On a souvent daubé à juste titre sur le formatage des séries Netflix et la banalité de leur mise en scène. Mais au milieu des sempiternels thrillers, films d’émotion ou historiques, sitôt gobés sitôt gommés, s’est glissée une perle rare. Un joyau d’intelligence et de sensibilité. Jankélévitch l’eût sans doute aucun classée dans l’art du « presque rien », eût apprécié le « refus de développer », « la renonciation au délayage », cette « cure de simplification, de purification », « l’immobilité sempiternelle d’une vie médusée par la gorgone du charme » (1). La série Makanai, dans la cuisine des maiko en neuf épisodes visible sur la plateforme depuis la mi-janvier est l’œuvre du cinéaste japonais Hirokazu Kore-eda (né en 1962), d’après le manga d’Aiko Koyama.
Le spectateur suit une année dans la vie de deux amies d’enfance Sumire et Kiyo. Elles quittent leur famille et le Nord du Japon pour tenter de devenir geiko ou geisha à Kyoto dans une maison qui accueille ces postulantes (okiya). La première, élève maiko, parviendra après des mois d’apprentissage rigoureux mais paisible, sororal, bienveillant à devenir geisha, à apprendre l’art délicat de la danse, de l’élégance raffinée, de la conversation subtile. La seconde, plus gauche, plus lourdaude, s’accomplira en makanai, cuisinière de cet étrange gynécée. Au fil des saisons, des fêtes, des prières aux temples, des leçons, des espoirs et des doutes, des babils des pensionnaires, des conseils avisés des mères protectrices, au fil des repas surtout, toujours plus goûteux, inventifs et parfumés, la vie passe, humble et tranquille. La bénévolence qui baigne cet univers, dont le cinéaste élude ou dérobe la dureté sous-jacente, le machisme prédateur, peut agacer parfois, et indignera des tenants d’une moraline à la mode : ces jeunes filles ne sont aucunement des prostituées, mais se griment, se maquillent, dansent pour satisfaire des regards strictement masculins. Mais ce serait méconnaitre le sens de l’œuvre esthétique que nous suivons, fascinés, jusqu’à un ultime épisode sublime.

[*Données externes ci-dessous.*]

//! # Core Library
//!
//! The Local Metadata Store: a durable SQLite mirror of library items,
//! chapters, files, libraries, and listening progress.
//!
//! ## Overview
//!
//! - [`db`]: connection pool configuration, embedded migrations
//! - [`request`]: parameterized builders for the three read-query shapes
//!   (paged listing, recent activity, search)
//! - [`repositories`]: store-level CRUD, including the detailed upsert
//!   that carries cached-chapter flags forward across metadata refreshes
//!
//! All multi-row mutations run inside a single transaction; the store is
//! the single source of truth for everything the engine persists.

pub mod db;
pub mod error;
pub mod repositories;
pub mod request;

pub use db::{create_pool, create_test_pool, DatabaseConfig};
pub use error::{LibraryError, Result};
pub use repositories::{AccountScope, BookRepository, LibraryRepository};
pub use request::{
    FetchRequest, LibraryOrdering, OrderDirection, OrderField, RecentRequest, SearchRequest,
};
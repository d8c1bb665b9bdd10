//! Download policies and their persisted string form.
//!
//! The encoding is a stable id saved as a user preference. File ids are
//! base64-encoded inside `specific_files_` so ids containing commas
//! survive the list separator. Malformed input decodes to `None` rather
//! than failing: a corrupt preference falls back to "no option".

use base64::engine::general_purpose::STANDARD;
use base64::Engine as _;

/// Which chapters a cache run should fetch.
#[derive(Debug, Clone, PartialEq, Eq)]
pub enum DownloadOption {
    /// Every chapter of the item.
    All,
    /// Only the chapter containing the current position.
    Current,
    /// The current chapter and everything after it.
    Remaining,
    /// The current chapter plus the following `n - 1`, clamped to the end.
    NextN(u32),
    /// Chapters served by any of the given file ids.
    SpecificFiles(Vec<String>),
}

const ALL_ID: &str = "all_items";
const CURRENT_ID: &str = "current_item";
const REMAINING_ID: &str = "remaining_items";
const NUMBER_PREFIX: &str = "number_items_";
const SPECIFIC_PREFIX: &str = "specific_files_";

impl DownloadOption {
    /// Stable string id, used as a persisted preference value.
    pub fn encode(&self) -> String {
        match self {
            DownloadOption::All => ALL_ID.to_string(),
            DownloadOption::Current => CURRENT_ID.to_string(),
            DownloadOption::Remaining => REMAINING_ID.to_string(),
            DownloadOption::NextN(count) => format!("{NUMBER_PREFIX}{count}"),
            DownloadOption::SpecificFiles(file_ids) => {
                let encoded = file_ids
                    .iter()
                    .map(|id| STANDARD.encode(id.as_bytes()))
                    .collect::<Vec<_>>()
                    .join(",");
                format!("{SPECIFIC_PREFIX}{encoded}")
            }
        }
    }

    /// Decode a persisted id. Unrecognized or malformed input yields
    /// `None`.
    pub fn decode(raw: &str) -> Option<Self> {
        match raw {
            ALL_ID => return Some(DownloadOption::All),
            CURRENT_ID => return Some(DownloadOption::Current),
            REMAINING_ID => return Some(DownloadOption::Remaining),
            _ => {}
        }

        if let Some(count) = raw.strip_prefix(NUMBER_PREFIX) {
            return count.parse().ok().map(DownloadOption::NextN);
        }

        if let Some(encoded) = raw.strip_prefix(SPECIFIC_PREFIX) {
            if encoded.is_empty() {
                return Some(DownloadOption::SpecificFiles(Vec::new()));
            }

            let mut file_ids = Vec::new();
            for part in encoded.split(',') {
                let bytes = STANDARD.decode(part).ok()?;
                file_ids.push(String::from_utf8(bytes).ok()?);
            }
            return Some(DownloadOption::SpecificFiles(file_ids));
        }

        None
    }
}
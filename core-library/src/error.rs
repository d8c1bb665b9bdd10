//! Library store error type.

use thiserror::Error;

#[derive(Debug, Error)]
pub enum LibraryError {
    /// Underlying SQLite failure. The only error class treated as fatal
    /// to the operation in progress.
    #[error("database error: {0}")]
    Database(#[from] sqlx::Error),

    #[error("migration failed: {0}")]
    Migration(String),

    /// Persisted payload that no longer deserializes (e.g. series JSON).
    #[error("corrupt stored value in {field}: {message}")]
    Corrupt { field: &'static str, message: String },
}

pub type Result<T> = std::result::Result<T, LibraryError>;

Il n’y a dans ces images aucun voyeurisme, aucune perversité. Ce qui se donne à voir est aussi beau qu’un tableau de Chardin ou de Vermeer, un Prélude de Fauré ou de Messiaen. Deux de ces pages musicales ont pour titre « Les sons impalpables du rêve », « Un reflet dans le vent ». Ce pourraient être des équivalences de la beauté et de la grâce de la série japonaise. L’amitié qui unit continûment les deux amies est une des plus belles de toute la littérature. Entre elles, la plus profonde complicité, le dévouement le plus pur, l’élévation spirituelle la plus haute. Dans la litanie des remerciements infinis qui tisse les relations entre toutes les impétrantes, entre elles et leurs professeures, dans les rires qui autant que la magnifique bande son constituent la trame musicale de ce collier de petits riens, il faut lire le rêve d’une société de l’accueil et de la gratitude. Le repas et son agencement minutieux, heureux et son partage signent l’épiphanie d’une universelle agapé. Les plans d’une somptueuse simplicité de l’architecture domestique ouvrant sur la neige qui tombe est un haiku en images. Les lettres de la cuisinière à la grand-mère qui cultive le souvenir heureux de sa petite fille en offrant au discret amoureux fidèle la fête d’un repas complice, sont arc tendu entre le passé qui nourrit et le présent où l’on nourrit.
Dans cet univers de la solidarité, de la bonté et de la tendresse, tout nous réunit, tout est correspondance. Naïve cette série, dans l’univers Netflix ? Pis, hypocrite ? Simple hommage à la beauté des choses, comme ce rayon de soleil matinal éclairant la table de la cuisine de la joviale makanaï descendue à l’aube et découvrant le sens de sa vie : servir et partager.